It’s been a whirlwind of a few weeks in our lives here in our small Kentucky town. The girl has been in a school play; her first since we left homeschool land and came into private school world. Lots of long days and longer nights practicing and perfecting. The Music Man songs still rattle around in our brains.
Not only was my girl in the play? But my dear friend in charge of directing decided to put me in charge of helping one of the main characters with costume changes; a young lady I’d only met briefly. I absolutely adored her! To say the least, when you’re standing just offstage, in the dark, with necklaces wrapped around your neck, hats on your head and billows of skirts and blouses to yank off and put back on in a minute’s time…….you get to know someone better….or at the least, you find yourself laughing over upside down skirts and you gesture wildly and whisper frantically in british accents to each other for no reason until you’re fairly sure your actor is appropriately dressed and you send her back onstage. And when you have down time? You get into a bit of mischief yourself.
I was worn pastey thin by the last of the five performances. I sat and stared into space during the down time because I’d run clean out of personality. I always notice, at times when you go behind the curtain, that you see the backside of life, the frayed threads. There’s something sanitary about staying in the bleachers. You don’t get germs that way and everyone is nicey nice. When you actually venture close enough to finally pay attention to the man behind the curtain….that’s when things get dicey. Turns out we get on each other’s nerves, we don’t all fold the towels the same way, we get tired and cranky and whispery behind backsies. We rush by someone going slower. We generally show ourselves fallible. We love. We just do it messy and outside the lines. Sometimes we hurt without meaning to. Sometimes we very much mean to.
So I crawled into bed at the end of that last night of the play, all full of theater analogies, tired beyond tired, rehearsing the day. Tired makes the world bigger and I cried for no discernible reason; at least ones I couldn’t slap a label on; except that I was tired and thinking about how fast life sneaks things in on you when you were busy clapping politely in the bleachers. After the last of the costumes had been hung up and the doors slammed hollow with people leaving; the ending of something making me wince, I’d walked to my car, remembering what most of these young actors weren’t old enough to forget. That things change irreversibly, sometimes when you don’t notice, until one day you look back and realize you’d done something for the last time and hadn’t known it would be.

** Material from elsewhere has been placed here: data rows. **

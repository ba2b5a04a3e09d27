use chrono::Utc;
use rusqlite::{params, Connection, OptionalExtension};
use serde::{de::DeserializeOwned, Serialize};
use thiserror::Error;

use crate::utils;

#[derive(Debug, Error)]
pub enum StoreError {
    #[error("database error: {0}")]
    Database(#[from] rusqlite::Error),
    #[error("encode error: {0}")]
    Encode(#[from] serde_json::Error),
}

/// Durable persistence for named record collections. A collection is
/// always read and written whole; the last writer wins.
pub trait Store {
    /// True when the collection has ever been written, even as empty.
    fn exists(&self, collection: &str) -> bool;

    /// Read failures of any kind (missing row, unreadable database,
    /// corrupt payload) yield an empty collection.
    fn load<T: DeserializeOwned>(&self, collection: &str) -> Vec<T>;

    /// Serializes the full collection and replaces any prior payload.
    fn save<T: Serialize>(&self, collection: &str, records: &[T]) -> Result<(), StoreError>;
}

pub struct SqliteStore {
    conn: Connection,
}

impl SqliteStore {
    pub fn open_default() -> rusqlite::Result<Self> {
        let path = utils::database_path();
        utils::ensure_parent(&path);
        Self::with_connection(Connection::open(path)?)
    }

    pub fn open_in_memory() -> rusqlite::Result<Self> {
        Self::with_connection(Connection::open_in_memory()?)
    }

    fn with_connection(conn: Connection) -> rusqlite::Result<Self> {
        let store = Self { conn };
        store.init_schema()?;
        Ok(store)
    }

    fn init_schema(&self) -> rusqlite::Result<()> {
        self.conn.execute_batch(
            "CREATE TABLE IF NOT EXISTS collections(
                name TEXT PRIMARY KEY,
                payload TEXT NOT NULL,
                updated_utc TEXT NOT NULL
            );",
        )?;
        Ok(())
    }

    fn read_payload(&self, collection: &str) -> rusqlite::Result<Option<String>> {
        self.conn
            .query_row(
                "SELECT payload FROM collections WHERE name = ?1",
                params![collection],
                |row| row.get(0),
            )
            .optional()
    }
}

impl Store for SqliteStore {
    fn exists(&self, collection: &str) -> bool {
        matches!(self.read_payload(collection), Ok(Some(_)))
    }

    fn load<T: DeserializeOwned>(&self, collection: &str) -> Vec<T> {
        let payload = match self.read_payload(collection) {
            Ok(Some(payload)) => payload,
            Ok(None) => return Vec::new(),
            Err(err) => {
                log::warn!("failed to read collection {collection}: {err}");
                return Vec::new();
            }
        };
        match serde_json::from_str(&payload) {
            Ok(records) => records,
            Err(err) => {
                log::warn!("discarding corrupt payload for {collection}: {err}");
                Vec::new()
            }
        }
    }

    fn save<T: Serialize>(&self, collection: &str, records: &[T]) -> Result<(), StoreError> {
        let payload = serde_json::to_string(records)?;
        let now = Utc::now().to_rfc3339();
        self.conn.execute(
            "INSERT INTO collections (name, payload, updated_utc)
             VALUES (?1, ?2, ?3)
             ON CONFLICT(name) DO UPDATE SET
               payload = excluded.payload,
               updated_utc = excluded.updated_utc",
            params![collection, payload, now],
        )?;
        Ok(())
    }
}

#[cfg(test)]
mod tests {
    use super::*;
    use crate::models::Event;

    fn store() -> SqliteStore {
        SqliteStore::open_in_memory().expect("in-memory store")
    }

    fn event(id: &str, date: &str) -> Event {
        Event {
            id: id.to_string(),
            title: format!("Event {id}"),
            desc: String::new(),
            date: date.to_string(),
            time: String::new(),
            venue: String::new(),
            capacity: 0,
            image: String::new(),
            created: None,
        }
    }

    #[test]
    fn missing_collection_loads_empty() {
        let store = store();
        assert!(!store.exists("events"));
        assert!(store.load::<Event>("events").is_empty());
    }

    #[test]
    fn corrupt_payload_is_absorbed() {
        let store = store();
        store
            .conn
            .execute(
                "INSERT INTO collections (name, payload, updated_utc) VALUES ('events', '{not json', '')",
                [],
            )
            .expect("insert garbage");
        assert!(store.load::<Event>("events").is_empty());
        // the collection still counts as written
        assert!(store.exists("events"));
    }

    #[test]
    fn save_replaces_the_whole_collection() {
        let store = store();
        store
            .save("events", &[event("e1", "2026-09-01"), event("e2", "2026-09-02")])
            .expect("first save");
        store
            .save("events", &[event("e3", "2026-09-03")])
            .expect("second save");

        let loaded = store.load::<Event>("events");
        assert_eq!(loaded.len(), 1);
        assert_eq!(loaded[0].id, "e3");
    }

    #[test]
    fn saving_what_was_loaded_changes_nothing() {
        let store = store();
        store
            .save("events", &[event("e1", "2026-09-01")])
            .expect("save");
        let before = store.read_payload("events").expect("read").expect("payload");

        let loaded = store.load::<Event>("events");
        store.save("events", &loaded).expect("resave");
        let after = store.read_payload("events").expect("read").expect("payload");

        assert_eq!(before, after);
    }

    #[test]
    fn empty_collection_is_distinct_from_absent() {
        let store = store();
        store.save("registrations", &Vec::<Event>::new()).expect("save");
        assert!(store.exists("registrations"));
        assert!(store.load::<Event>("registrations").is_empty());
    }
}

I’d made a promise earlier that week to young boys at school that I’d come and watch them kick and tumble and score all the way down the field and back that night after the play. It was their last indoor game, a rite of passage in their 12 year old soccer world for this season. I walked toward the bleachers, the second set I’d seen that day, and there I saw the back of someone I used to know, whose table I’d shared meals on, whose couch I’d sat on and listened as tears fell. The thing is, the last time? I hadn’t known it would be; until time came in and went out tide like and one day I’d realized. I found my place on the bleachers and didn’t speak. Or look back. Just forward, eyes locked on the field. Jagged endings make the air feel strange and dissonant and you stay behind the curtain, not remembering your lines. So you don’t say anything.
It lay on my heart heavy like a cold greasy egg this morning when I woke up. I spit out bits and pieces to my friend; this script we’re sometimes handed in a language we can’t hardly read, the stage blocking making me resentful and edgy. I wanted things to be hard for this person whose back I’d stared at the night before. I wanted plays to begin and not come to an ending that would change things forever. I struggled to be all in the day and scrolled aimlessly through internet stories to distract myself. Then I read this from a man who’d just lost his wife two weeks past. He recalls the last few days.
“Joey gathered her family together around her and she said goodbye to each of them… to her mother and father and her three sisters. There were lots of tears as she explained to each one how much she loved them and that she was going to be going home soon. That her time here was done and she was going to go to sleep soon. And then she asked me to bring our baby in. And so… I set our little Indy on Joey’s lap and we all cried with my wife as she told her how much her mama loved her and, “…you be a big girl for your papa… and that mama will be watching over you”. And then she pulled Indiana up and she kissed her.
One last kiss.”
I needed to forgive endings that come; forgive jagged edges and unapproved scripts. I had to come to terms with backstage behavior and frayed life threads; to learn how to shake hands with the man behind the curtain. I needed to decide not to settle on bleacher seats just to stay comfortable when the play got messy. I had to figure out a way to stop at backs turned and extend the far reach of grace. The time is coming when it will be the last time unaware. I don’t want to cringe.